Comentaremos aquellos instrumentos que nos permitan llevar a cabo una política de gestión de pagos activa, es decir, decidir cuándo pagamos. Darse cuenta que siempre es más sencillo y rentable saber qué día voy a pagar que estar pendiente de cuándo me van a cobrar. Las herramientas expuestas son aquellas que están a nuestra disposición sin tener en cuenta la banca electrónica (más adelante las comentamos). Dicho lo cual comenzamos:

  1. Cheque : es de los instrumentos de pago tradicionales el más sencillo. Su principal ventaja es que se puede enviar el día de pago y beneficiarse de los días que transcurran hasta que el acreedor cobre. El problema del cheque como sistema de pago masivo es su elevado coste de confección y control, pues requiere ser firmado, acompañarse de una carta, ensobrase y distribuirse, por lo que tiene un gran trabajo de elaboración. Quien haya trabajado en un departamento de administración sabe a que me refiero.
  2. Cheque bancario : es un sustitutivo del cheque de cuenta corriente que el banco emite y firma siguiendo las instrucciones del pagador. Por tanto, traslada al banco los trabajos de confección, así como la conciliación, pues el banco realiza un débito agrupado por el total de la remesa. Además, trasladamos al banco la responsabilidad de su distribución y el riesgo de extravío. En contra del cheque bancario diremos que es un instrumento con coste bancario, y además se carga al pagador el día de la emisión, por lo que desaparece la ventaja del cheque normal entre los días trascurridos desde la fecha de emisión y fecha de cobro.
  3. Transferencia : al igual que ocurría con el cheque, podemos esperar hasta el momento del pago para emitirla, pero para evitar extravíos debemos introducir el llamado Código Cuenta Corriente (CCC) que consta de 20 dígitos. Esta codificación, común para todas las entidades nacionales y definida por el Consejo Superior Bancario, es la que permite el tratamiento masivo de pagos y su correcta distribución.
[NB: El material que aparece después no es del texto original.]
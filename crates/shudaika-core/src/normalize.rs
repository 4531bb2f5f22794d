//! Title normalization for search-result matching.
//!
//! Levels applied in order:
//! 1. Unicode NFKC + lowercase
//! 2. Special-character erasure (anything not a letter, digit or whitespace)
//! 3. Whitespace collapse

use unicode_normalization::UnicodeNormalization;

/// Normalize a title for comparison.
///
/// Special characters are replaced by a space rather than dropped, so that
/// "Black★Rock Shooter" and "Black Rock Shooter" normalize to the same string.
pub fn normalize(s: &str) -> String {
    let s = unicode_normalize(s);
    let s = erase_special_chars(&s);
    collapse_whitespace(&s)
}

// ── Level 1: Unicode NFKC + lowercase ─────────────────────────────────

/// Apply NFKC normalization (fullwidth → ASCII, compose diacritics) and lowercase.
fn unicode_normalize(s: &str) -> String {
    s.nfkc().collect::<String>().to_lowercase()
}

// ── Level 2: Special-character erasure ────────────────────────────────

fn erase_special_chars(s: &str) -> String {
    s.chars()
        .map(|c| {
            if c.is_alphanumeric() || c.is_whitespace() {
                c
            } else {
                ' '
            }
        })
        .collect()
}

// ── Level 3: Whitespace collapse ──────────────────────────────────────

fn collapse_whitespace(s: &str) -> String {
    s.split_whitespace().collect::<Vec<_>>().join(" ")
}

#[cfg(test)]
mod tests {
    use super::*;

    #[test]
    fn test_special_characters_become_spaces() {
        assert_eq!(normalize("Black★Rock Shooter"), "black rock shooter");
        assert_eq!(normalize("Re:Zero"), "re zero");
        assert_eq!(normalize("Steins;Gate"), "steins gate");
    }

    #[test]
    fn test_whitespace_collapses_and_trims() {
        assert_eq!(normalize("  Sousou   no\tFrieren  "), "sousou no frieren");
        assert_eq!(normalize("K-On!!"), "k on");
    }

    #[test]
    fn test_unicode_letters_survive() {
        assert_eq!(normalize("葬送のフリーレン"), "葬送のフリーレン");
        assert_eq!(normalize("Pokémon"), "pokémon");
    }

    #[test]
    fn test_fullwidth_folds_to_ascii() {
        assert_eq!(normalize("ＢＬＡＣＫ ＲＯＣＫ"), "black rock");
    }

    #[test]
    fn test_empty_and_symbol_only() {
        assert_eq!(normalize(""), "");
        assert_eq!(normalize("★☆!!"), "");
    }
}
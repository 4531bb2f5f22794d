mod cli;
mod commands;
mod error;

use clap::Parser;
use tracing::error;
use tracing_appender::non_blocking::WorkerGuard;
use tracing_subscriber::prelude::*;
use tracing_subscriber::{fmt, EnvFilter};

use shudaika_core::config::{AppConfig, LoggingConfig};

use cli::{Cli, Commands};
use error::CliError;

/// Console logging, plus a daily rolling file when a log directory is configured.
/// `RUST_LOG` takes precedence over the configured filter.
fn init_tracing(logging: &LoggingConfig) -> Option<WorkerGuard> {
    let filter =
        EnvFilter::try_from_default_env().unwrap_or_else(|_| EnvFilter::new(&logging.filter));

    let (file_layer, guard) = match &logging.directory {
        Some(dir) => {
            let appender = tracing_appender::rolling::daily(dir, "shudaika.log");
            let (writer, guard) = tracing_appender::non_blocking(appender);
            (
                Some(fmt::layer().with_ansi(false).with_writer(writer)),
                Some(guard),
            )
        }
        None => (None, None),
    };

    tracing_subscriber::registry()
        .with(filter)
        .with(fmt::layer().with_writer(std::io::stderr))
        .with(file_layer)
        .init();

    guard
}

fn load_config(cli: &Cli) -> Result<AppConfig, CliError> {
    let config = match &cli.config {
        Some(path) => AppConfig::load_from(path)?,
        None => AppConfig::load()?,
    };
    Ok(config)
}

async fn execute(cli: Cli, config: AppConfig) -> Result<(), CliError> {
    match &cli.command {
        Commands::Sync(args) => commands::sync(&config, args).await,
        Commands::Search { title, year } => commands::search(&config, title, *year).await,
        Commands::Themes { slug, movie, video } => {
            commands::themes(&config, slug, *movie, *video).await
        }
        Commands::Library(command) => commands::library(command),
        Commands::Config(command) => commands::config(&config, command),
    }
}

#[tokio::main]
async fn main() {
    let cli = Cli::parse();

    let config = match load_config(&cli) {
        Ok(c) => c,
        Err(e) => {
            eprintln!("shudaika: {e}");
            std::process::exit(2);
        }
    };

    let guard = init_tracing(&config.logging);

    if let Err(e) = execute(cli, config).await {
        error!("{e}");
        // Flush the file writer; `exit` skips destructors.
        drop(guard);
        std::process::exit(1);
    }
}
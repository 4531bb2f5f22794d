pub mod client;
pub mod error;
pub mod types;

pub use client::AnimeThemesClient;
pub use error::AnimeThemesError;
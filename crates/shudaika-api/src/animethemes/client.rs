use reqwest::Client;
use url::Url;

use super::error::AnimeThemesError;
use super::types::{AnimeShowResponse, ResourceIndexResponse};
use crate::models::CatalogAnime;
use crate::rate_limit::RateLimiter;
use crate::traits::{ExternalSite, ThemeCatalog};

pub const BASE_URL: &str = "https://api.animethemes.moe/";

const ANIME_INCLUDES: &str = "animethemes.animethemeentries.videos.audio,resources";

/// AnimeThemes REST client.
#[derive(Debug, Clone)]
pub struct AnimeThemesClient {
    http: Client,
    base: Url,
    limiter: RateLimiter,
}

impl AnimeThemesClient {
    pub fn new(http: Client, limiter: RateLimiter) -> Result<Self, AnimeThemesError> {
        Self::with_base_url(http, limiter, BASE_URL)
    }

    pub fn with_base_url(
        http: Client,
        limiter: RateLimiter,
        base: &str,
    ) -> Result<Self, AnimeThemesError> {
        let mut base = Url::parse(base)?;
        if base.cannot_be_a_base() {
            return Err(AnimeThemesError::Parse(format!("not a base URL: {base}")));
        }
        if !base.path().ends_with('/') {
            let path = format!("{}/", base.path());
            base.set_path(&path);
        }
        Ok(Self { http, base, limiter })
    }

    pub fn limiter(&self) -> &RateLimiter {
        &self.limiter
    }

    fn url(&self, segments: &[&str]) -> Result<Url, AnimeThemesError> {
        let mut url = self.base.clone();
        url.path_segments_mut()
            .map_err(|_| AnimeThemesError::Parse("base URL cannot carry a path".into()))?
            .pop_if_empty()
            .extend(segments);
        Ok(url)
    }

    async fn check_response(
        resp: reqwest::Response,
    ) -> Result<reqwest::Response, AnimeThemesError> {
        if resp.status().is_success() {
            Ok(resp)
        } else {
            let status = resp.status().as_u16();
            let body = resp.text().await.unwrap_or_default();
            Err(AnimeThemesError::Api {
                status,
                message: body,
            })
        }
    }

    async fn get_json<T: serde::de::DeserializeOwned>(
        &self,
        operation: &str,
        url: Url,
        query: &[(&str, String)],
    ) -> Result<T, AnimeThemesError> {
        self.limiter.wait_if_needed().await;
        tracing::debug!(operation, url = %url, "AnimeThemes request");

        let resp = self
            .http
            .get(url)
            .header("Accept", "application/json")
            .query(query)
            .send()
            .await?;

        self.limiter.update_state(resp.headers()).await;

        let resp = Self::check_response(resp).await?;
        resp.json()
            .await
            .map_err(|e| AnimeThemesError::Parse(e.to_string()))
    }

    /// Resolve an external id to the catalog slug of the title it belongs to.
    pub async fn find_slug(
        &self,
        site: ExternalSite,
        id: u64,
    ) -> Result<Option<String>, AnimeThemesError> {
        let url = self.url(&["resource"])?;
        let body: ResourceIndexResponse = self
            .get_json(
                "ResourceLookup",
                url,
                &[
                    ("filter[site]", site.as_catalog_str().to_string()),
                    ("filter[external_id]", id.to_string()),
                    ("include", "anime".to_string()),
                ],
            )
            .await?;
        Ok(body.first_slug())
    }

    /// Fetch one title with its theme, entry, video and audio graph.
    pub async fn fetch_anime(&self, slug: &str) -> Result<CatalogAnime, AnimeThemesError> {
        let url = self.url(&["anime", slug])?;
        let body: AnimeShowResponse = self
            .get_json(
                "AnimeShow",
                url,
                &[("include", ANIME_INCLUDES.to_string())],
            )
            .await?;
        Ok(body.anime.into_catalog())
    }
}

impl ThemeCatalog for AnimeThemesClient {
    async fn get_by_external_id(&self, site: ExternalSite, id: u64) -> Option<CatalogAnime> {
        let slug = match self.find_slug(site, id).await {
            Ok(Some(slug)) => slug,
            Ok(None) => {
                tracing::debug!(%site, id, "No AnimeThemes entry for external id");
                return None;
            }
            Err(e) => {
                tracing::warn!(%site, id, error = %e, "AnimeThemes resource lookup failed");
                return None;
            }
        };
        self.get_by_slug(&slug).await
    }

    async fn get_by_slug(&self, slug: &str) -> Option<CatalogAnime> {
        match self.fetch_anime(slug).await {
            Ok(anime) => Some(anime),
            Err(e) if e.is_not_found() => {
                tracing::debug!(slug, "AnimeThemes slug not found");
                None
            }
            Err(e) => {
                tracing::warn!(slug, error = %e, "AnimeThemes fetch failed");
                None
            }
        }
    }
}
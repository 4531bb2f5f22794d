mod library;

pub use library::{DesiredFile, LibraryItem, MediaKind, OutputAxis, ProviderIds};
use std::path::{Path, PathBuf};

use tracing::{debug, info, warn};
use walkdir::WalkDir;

use super::plan::EntryPlan;

/// Delete stale theme files of one entry.
///
/// A file is stale when it sits directly in the entry's audio or video
/// directory, is not desired, and its name contains one of the entry's
/// theme slugs. Anything else in those directories is left alone.
pub fn reconcile_entry(plan: &EntryPlan) -> Vec<PathBuf> {
    let slugs: Vec<String> = plan
        .theme_slugs
        .iter()
        .map(|s| s.to_lowercase())
        .filter(|s| !s.is_empty())
        .collect();
    if slugs.is_empty() {
        return Vec::new();
    }

    let mut deleted = Vec::new();
    for dir in [&plan.audio_dir, &plan.video_dir] {
        for path in stale_files(dir, plan, &slugs) {
            match std::fs::remove_file(&path) {
                Ok(()) => {
                    info!(
                        entry = %plan.name,
                        path = %path.display(),
                        "Removed unwanted theme file"
                    );
                    deleted.push(path);
                }
                Err(e) => {
                    warn!(
                        path = %path.display(),
                        error = %e,
                        "Failed to remove unwanted theme file"
                    );
                }
            }
        }
    }
    deleted
}

fn stale_files(dir: &Path, plan: &EntryPlan, slugs: &[String]) -> Vec<PathBuf> {
    if !dir.is_dir() {
        debug!(dir = %dir.display(), "Nothing to reconcile");
        return Vec::new();
    }

    WalkDir::new(dir)
        .min_depth(1)
        .max_depth(1)
        .into_iter()
        .filter_map(|e| e.ok())
        .filter(|e| e.file_type().is_file())
        .map(|e| e.into_path())
        .filter(|path| !plan.is_desired(path))
        .filter(|path| {
            let name = path
                .file_name()
                .map(|n| n.to_string_lossy().to_lowercase())
                .unwrap_or_default();
            slugs.iter().any(|slug| name.contains(slug.as_str()))
        })
        .collect()
}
A pesar de su coste bancario es más económica que el cheque y es de fácil automatización y, puede realizarse un débito agrupado con el consiguiente ahorro contable y de conciliación.
  4. Pagaré : tiene un formato similar al cheque, pero a diferencia de éste es más complejo de gestionar, pues requiere ser emitido con anticipación, y además tiene mayores exigencias formales bancarias y legales. La gran ventaja es que podemos capitalizar la posibilidad de financiación que damos al acreedor beneficiario (pues puede ir a su banco y descontar nuestro pagaré), obteniendo mejores condiciones en plazo o precio. También existe la figura del pagaré no a la orden, muy extendido en los últimos tiempos. No tiene coste de timbrado y aunque no puede ser descontado sí puede ser cedido o pignorado a un banco para su anticipo. Tiene la desventaja que en estos casos carece de fuerza ejecutiva.